The statement "the higher the bandwidth of an oscilloscope, the better" is correct in a sense: the higher the bandwidth, the higher the bandwidth that can accurately measure the measured signal, and the higher the signal reproduction accuracy that can be achieved; the higher the bandwidth of the oscilloscope, the smaller the rise time of the oscilloscope, and the higher the accuracy of the measured rise time. However, the higher the bandwidth, the greater the value and the more valuable it is. In addition, from the perspective of use, the higher the bandwidth is not necessarily better.
When the uncertain signal is decomposed to the Nth harmonic, the energy is attenuated to 99.9%, which can leave enough bandwidth margin when selecting and using an oscilloscope. However, a too high bandwidth will cause a serious problem: the introduced noise energy exceeds the signal's own energy within the same bandwidth range, which will also cause inaccurate measurement results. This is the signal-to-noise ratio (SNR) problem that is repeatedly mentioned in measurements.
If a 500MHz oscilloscope can cover 99.9% of the energy of the measured signal, the measurement accuracy can reach less than 5%, but we insist on using a 1GHz oscilloscope, then the noise energy introduced in the 500MHz~1GHz frequency range is much greater than the remaining 0.1% energy of the measured signal covered in the 500MHz~1GHz range. The measurement result in the time domain is a lot of random noise with high-frequency components superimposed on the waveform, which affects the measurement results of some parameters. Therefore, the measurement result using 500MHz is more accurate! This is why we limit the bandwidth to 20MHz when measuring power supply ripple.
In the digital world, rise time measurements are critical. When it is expected to measure digital signals, such as pulses and steps, rise time may be a more appropriate performance consideration. The oscilloscope must have sufficient rise time to accurately capture the details of rapid transitions. The faster the oscilloscope rise time, the more accurately it can capture the critical details of fast transitions. Rise time describes the useful frequency range of the oscilloscope. In some applications, you may only know the rise time of the signal. There is a constant that can relate the bandwidth of the oscilloscope to the rise time:
Bandwidth = K/rise time
Where K is a value between 0.35 and 0.45, depending on the shape of the oscilloscope's frequency response curve and the shape of the pulse rise time response. Oscilloscopes with bandwidths <1GHz generally have a K value of 0.35, and oscilloscopes with bandwidths >1GHz generally have a K value between 0.40 and 0.45.

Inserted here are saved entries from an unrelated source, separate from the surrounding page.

//! `basic` transfer adapter: plain HTTP `PUT`/`GET` against action hrefs.

use async_trait::async_trait;
use futures_util::StreamExt;
use largo_core::{Action, Transfer, TransferAdapter, TransferError, TransferResult};
use largo_remote::{ApiClient, RemoteError, status_error, with_headers};
use reqwest::header::{CONTENT_LENGTH, CONTENT_TYPE};
use reqwest::{Body, Url};
use sha2::{Digest, Sha256};
use tokio::io::AsyncWriteExt;
use tracing::debug;

use crate::store::{ObjectStore, storage};

/// Moves object bytes between the local store and action hrefs.
#[derive(Clone)]
pub struct BasicAdapter {
    client: ApiClient,
    store: ObjectStore,
}

impl BasicAdapter {
    /// Adapter reading from and writing to `store`.
    #[must_use]
    pub const fn new(client: ApiClient, store: ObjectStore) -> Self {
        Self { client, store }
    }

    fn href(action: &Action) -> TransferResult<Url> {
        Url::parse(&action.href).map_err(|err| TransferError::Rejected {
            status: 0,
            message: format!("invalid action href {:?}: {err}", action.href),
        })
    }
}

#[async_trait]
impl TransferAdapter for BasicAdapter {
    fn name(&self) -> &'static str {
        "basic"
    }

    async fn upload(&self, transfer: &Transfer, action: &Action) -> TransferResult<u64> {
        let url = Self::href(action)?;
        // Fail before any request when the object is absent or resized.
        drop(self.store.open(&transfer.oid, transfer.size).await?);

        let response = self
            .client
            .execute(|| async {
                let file = self
                    .store
                    .open(&transfer.oid, transfer.size)
                    .await
                    .map_err(|err| RemoteError::Build {
                        message: err.to_string(),
                    })?;
                let request = self
                    .client
                    .http()
                    .put(url.clone())
                    .header(CONTENT_TYPE, "application/octet-stream")
                    .header(CONTENT_LENGTH, transfer.size)
                    .body(Body::from(file))
                    .build()
                    .map_err(|err| RemoteError::Build {
                        message: err.to_string(),
                    })?;
                with_headers(request, &action.header)
            })
            .await?;

        if !response.status().is_success() {
            return Err(status_error(response).await.into());
        }
        debug!(oid = %transfer.oid, bytes = transfer.size, "uploaded object");
        Ok(transfer.size)
    }

    async fn download(&self, transfer: &Transfer, action: &Action) -> TransferResult<u64> {
        let url = Self::href(action)?;
        let response = self
            .client
            .execute(|| async {
                let request = self
                    .client
                    .http()
                    .get(url.clone())
                    .build()
                    .map_err(|err| RemoteError::Build {
                        message: err.to_string(),
                    })?;
                with_headers(request, &action.header)
            })
            .await?;
        if !response.status().is_success() {
            return Err(status_error(response).await.into());
        }

        let (temp, mut file) = self.store.temp_file(&transfer.oid).await?;
        let received = receive(response, &mut file, transfer).await;
        let result = match received {
            Ok(()) => file
                .flush()
                .await
                .map_err(|err| storage("flush object", &err)),
            Err(err) => Err(err),
        };
        drop(file);
        if let Err(err) = result {
            let _ = tokio::fs::remove_file(&temp).await;
            return Err(err);
        }
        self.store.commit(&temp, &transfer.oid).await?;
        debug!(oid = %transfer.oid, bytes = transfer.size, "downloaded object");
        Ok(transfer.size)
    }
}

async fn receive(
    response: reqwest::Response,
    file: &mut tokio::fs::File,
    transfer: &Transfer,
) -> TransferResult<()> {
    let mut hasher = Sha256::new();
    let mut received = 0_u64;
    let mut body = response.bytes_stream();
    while let Some(chunk) = body.next().await {
        let chunk = chunk.map_err(|err| TransferError::transient(format!("body read failed: {err}")))?;
        received += chunk.len() as u64;
        if received > transfer.size {
            return Err(TransferError::SizeMismatch {
                expected: transfer.size,
                actual: received,
            });
        }
        hasher.update(&chunk);
        file.write_all(&chunk)
            .await
            .map_err(|err| storage("write object", &err))?;
    }
    if received != transfer.size {
        return Err(TransferError::SizeMismatch {
            expected: transfer.size,
            actual: received,
        });
    }
    let actual = format!("{:x}", hasher.finalize());
    if actual != transfer.oid {
        return Err(TransferError::ChecksumMismatch {
            expected: transfer.oid.clone(),
            actual,
        });
    }
    Ok(())
}
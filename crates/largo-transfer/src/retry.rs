//! Backoff policy for transient failures.

use std::time::Duration;

use largo_config::TransferSettings;
use rand::Rng;
use tokio::sync::watch;

/// Retry bound and delay schedule shared by the executor and the verifier.
#[derive(Debug, Clone, PartialEq, Eq)]
pub struct RetryPolicy {
    /// Retries allowed after the first attempt.
    pub max_retries: u32,
    /// Delay before the first retry.
    pub base_delay: Duration,
    /// Ceiling for computed delays.
    pub max_delay: Duration,
}

impl RetryPolicy {
    /// Policy taken from transfer settings.
    #[must_use]
    pub fn from_settings(settings: &TransferSettings) -> Self {
        Self {
            max_retries: settings.max_retries,
            base_delay: settings.base_retry_delay,
            max_delay: settings.max_retry_delay,
        }
    }

    /// Whether another attempt is allowed after `attempts` have failed.
    #[must_use]
    pub const fn allows_retry(&self, attempts: u32) -> bool {
        attempts <= self.max_retries
    }

    /// Delay before retry number `retry` (1-based).
    ///
    /// A server-supplied `Retry-After` wins; otherwise the delay doubles from the base
    /// and is jittered into the upper half of its range. Both are capped at `max_delay`.
    #[must_use]
    pub fn delay(&self, retry: u32, retry_after: Option<Duration>) -> Duration {
        if let Some(requested) = retry_after {
            return requested.min(self.max_delay);
        }
        let exponent = retry.saturating_sub(1).min(16);
        let capped = self
            .base_delay
            .saturating_mul(1_u32 << exponent)
            .min(self.max_delay);
        let millis = u64::try_from(capped.as_millis()).unwrap_or(u64::MAX);
        if millis < 2 {
            return capped;
        }
        let jittered = rand::rng().random_range(millis / 2..=millis);
        Duration::from_millis(jittered)
    }
}

/// Sleep for `delay` unless `cancel` turns `true` first.
///
/// Returns `false` when cancelled. A closed channel never cancels.
pub(crate) async fn backoff(delay: Duration, cancel: &mut watch::Receiver<bool>) -> bool {
    let flagged = tokio::select! {
        () = tokio::time::sleep(delay) => return true,
        flagged = cancel.wait_for(|cancelled| *cancelled) => flagged.is_ok(),
    };
    if flagged {
        return false;
    }
    tokio::time::sleep(delay).await;
    true
}

impl Default for RetryPolicy {
    fn default() -> Self {
        Self::from_settings(&TransferSettings::default())
    }
}

#[cfg(test)]
mod tests {
    use super::*;

    fn policy(base_ms: u64, max_ms: u64) -> RetryPolicy {
        RetryPolicy {
            max_retries: 2,
            base_delay: Duration::from_millis(base_ms),
            max_delay: Duration::from_millis(max_ms),
        }
    }

    #[test]
    fn retry_bound_counts_retries_after_the_first_attempt() {
        let policy = policy(0, 0);
        assert!(policy.allows_retry(1));
        assert!(policy.allows_retry(2));
        assert!(!policy.allows_retry(3));
    }

    #[test]
    fn delays_grow_within_jitter_band_and_cap() {
        let policy = policy(100, 1_000);
        for retry in 1..=8 {
            let ceiling = Duration::from_millis(100)
                .saturating_mul(1 << (retry - 1))
                .min(Duration::from_millis(1_000));
            let delay = policy.delay(retry, None);
            assert!(delay <= ceiling, "retry {retry}: {delay:?} > {ceiling:?}");
            assert!(delay >= ceiling / 2, "retry {retry}: {delay:?} < half of {ceiling:?}");
        }
    }

    #[test]
    fn retry_after_overrides_schedule_within_the_cap() {
        let policy = policy(100, 1_000);
        assert_eq!(
            policy.delay(1, Some(Duration::from_millis(700))),
            Duration::from_millis(700)
        );
        assert_eq!(
            policy.delay(1, Some(Duration::from_secs(3_600))),
            Duration::from_secs(1)
        );
        assert_eq!(self::policy(0, 0).delay(5, None), Duration::ZERO);
    }

    #[tokio::test]
    async fn backoff_wakes_on_cancellation() {
        let (cancel_tx, mut cancel) = watch::channel(false);
        let sleeper = tokio::spawn(async move { backoff(Duration::from_secs(3_600), &mut cancel).await });
        tokio::time::sleep(Duration::from_millis(20)).await;
        cancel_tx.send_replace(true);
        let finished = tokio::time::timeout(Duration::from_secs(5), sleeper).await;
        assert!(matches!(finished, Ok(Ok(false))));
    }

    #[tokio::test]
    async fn backoff_sleeps_through_a_closed_channel() {
        let (cancel_tx, mut cancel) = watch::channel(false);
        drop(cancel_tx);
        assert!(backoff(Duration::from_millis(10), &mut cancel).await);
    }
}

In order to determine the existing bandwidth required for the signal amplitude in a specific application, 5 times the law, that is,
Oscilloscope bandwidth ≧ the highest frequency component of the signal X5
An oscilloscope selected using the 5x rule will provide less than ±2% error in measurements, which is generally adequate for current applications. However, as signal speeds increase, this rule of thumb may not hold true.
Some oscilloscopes offer a way to enhance bandwidth through digital signal processing. You can use a DSP arbitrary equalization filter to improve the oscilloscope channel response. This filter expands the bandwidth, flattens the oscilloscope channel frequency response, improves phase linearity, and achieves better matching between channels. It also reduces rise time and improves time domain step response.